The bullet tore into the doe’s hind leg. I barely heard the thud of its falling body for the violent ringing in my ears. The gun weighed more as I handed it to my shaking father. Angry footsteps fell in step with the clanging in my head. He had to shoot the baby deer again. Its face both imploded and exploded into a gaping hole. I’d seen a photo like that once; the coroner’s kid—eight when everyone else was seven—stole it from his father’s office to scare everyone. A suicide victim who’d rigged some device up to kill himself with the tug of a string had been in full color; though the details of the person’s death were fuzzy, the image hadn’t been. Following the reactions around me, I’d recoiled. In reality, I’d wanted a closer look.
My father’s disappointment was palpable, but it was his fear that suffocated me. He sidestepped me as he stomped to the car without the doe. I asked him why we weren’t taking it home; he’d always said we had to eat what we kill.
And in one of my most vivid memories that doesn’t involve my sweethearts, my father turned to me, and said, “It wasn’t an honorable kill. We don’t kill young things.” My father had an odd way of talking. “So, we’ll leave it for the animals. They can do what they will. You and I will go without meat for a while.”

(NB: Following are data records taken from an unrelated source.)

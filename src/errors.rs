//! # Application Error Types
//!
//! This module defines the error types shared by the catalog, scan and lookup
//! components. Malformed catalog *content* never becomes an error; only failures
//! to reach or decode a data source are surfaced here.

use std::fmt;

/// General application error type for consistent error handling
#[derive(Debug, Clone, PartialEq)]
pub enum AppError {
    /// Configuration validation errors
    Config(String),
    /// Validation errors (barcodes, search input, etc.)
    Validation(String),
    /// Catalog source could not be read
    Catalog(String),
    /// Structured import payload could not be read or decoded
    Import(String),
    /// Network/communication errors with the external lookup service
    Network(String),
}

impl fmt::Display for AppError {
    fn fmt(&self, f: &mut fmt::Formatter<'_>) -> fmt::Result {
        match self {
            AppError::Config(msg) => write!(f, "[CONFIG] {}", msg),
            AppError::Validation(msg) => write!(f, "[VALIDATION] {}", msg),
            AppError::Catalog(msg) => write!(f, "[CATALOG] {}", msg),
            AppError::Import(msg) => write!(f, "[IMPORT] {}", msg),
            AppError::Network(msg) => write!(f, "[NETWORK] {}", msg),
        }
    }
}

impl std::error::Error for AppError {}

impl AppError {
    /// Whether this error means a data source was unavailable or unreadable
    pub fn is_data_access(&self) -> bool {
        matches!(self, AppError::Catalog(_) | AppError::Import(_))
    }
}

impl From<reqwest::Error> for AppError {
    fn from(err: reqwest::Error) -> Self {
        AppError::Network(err.to_string())
    }
}

/// Result type alias for convenience
pub type AppResult<T> = Result<T, AppError>;

/// Standardized error logging utilities for consistent error reporting across the application
pub mod error_logging {
    use tracing::error;

    /// Log a catalog source that could not be loaded
    pub fn log_catalog_error(error: &impl std::fmt::Display, operation: &str, path: Option<&str>) {
        error!(
            error = %error,
            operation = %operation,
            path = ?path,
            "Catalog source unavailable"
        );
    }

    /// Log a structured import payload that could not be decoded
    pub fn log_import_error(
        error: &impl std::fmt::Display,
        operation: &str,
        path: Option<&str>,
        payload_size: Option<usize>,
    ) {
        error!(
            error = %error,
            operation = %operation,
            path = ?path,
            payload_size_bytes = ?payload_size,
            "Structured import failed"
        );
    }

    /// Log network/communication errors with connection context
    pub fn log_network_error(
        error: &impl std::fmt::Display,
        operation: &str,
        endpoint: Option<&str>,
        attempt_count: Option<u32>,
    ) {
        error!(
            error = %error,
            operation = %operation,
            endpoint = ?endpoint,
            attempt_count = ?attempt_count,
            "Network operation failed"
        );
    }

    /// Log configuration errors during startup/initialization
    pub fn log_config_error(error: &impl std::fmt::Display, config_key: &str, operation: &str) {
        error!(
            error = %error,
            config_key = %config_key,
            operation = %operation,
            "Configuration error"
        );
    }
}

And we did. He didn’t buy meat for months after. We also never hunted together again; I’m not sure if he ever went alone either.
I’ve hunted only once since; I was twenty-three, alone, and apprehensive. Tracey was nearly as messy as the doe. At least I was able to bring a piece of her home for my box; I wish I’d thought to do that with the doe—a chunk of the white fur patch on its back would look nice wrapped in Jessica’s ribbon.
Last week, I began a new hunt. It’s been nearly twenty-two years since I followed Tracey home from school. Collecting is usually enough; Silynn is close to so many rest-stops and gas stations, I haven’t needed to try, to watch, to wait. But I need a break from the ease of opportunity. So, I’m taking extra care with my chosen sweetheart. My father isn’t here to shake his head or put his arm out, and I don’t want to miss or blow off a leg.
It’s been three years since I’ve collected at all, and the need is growing.
A thrill runs up my spine as I picture red hair, green eyes, the way her older sister says her name, “Luh-orrrr-ee.”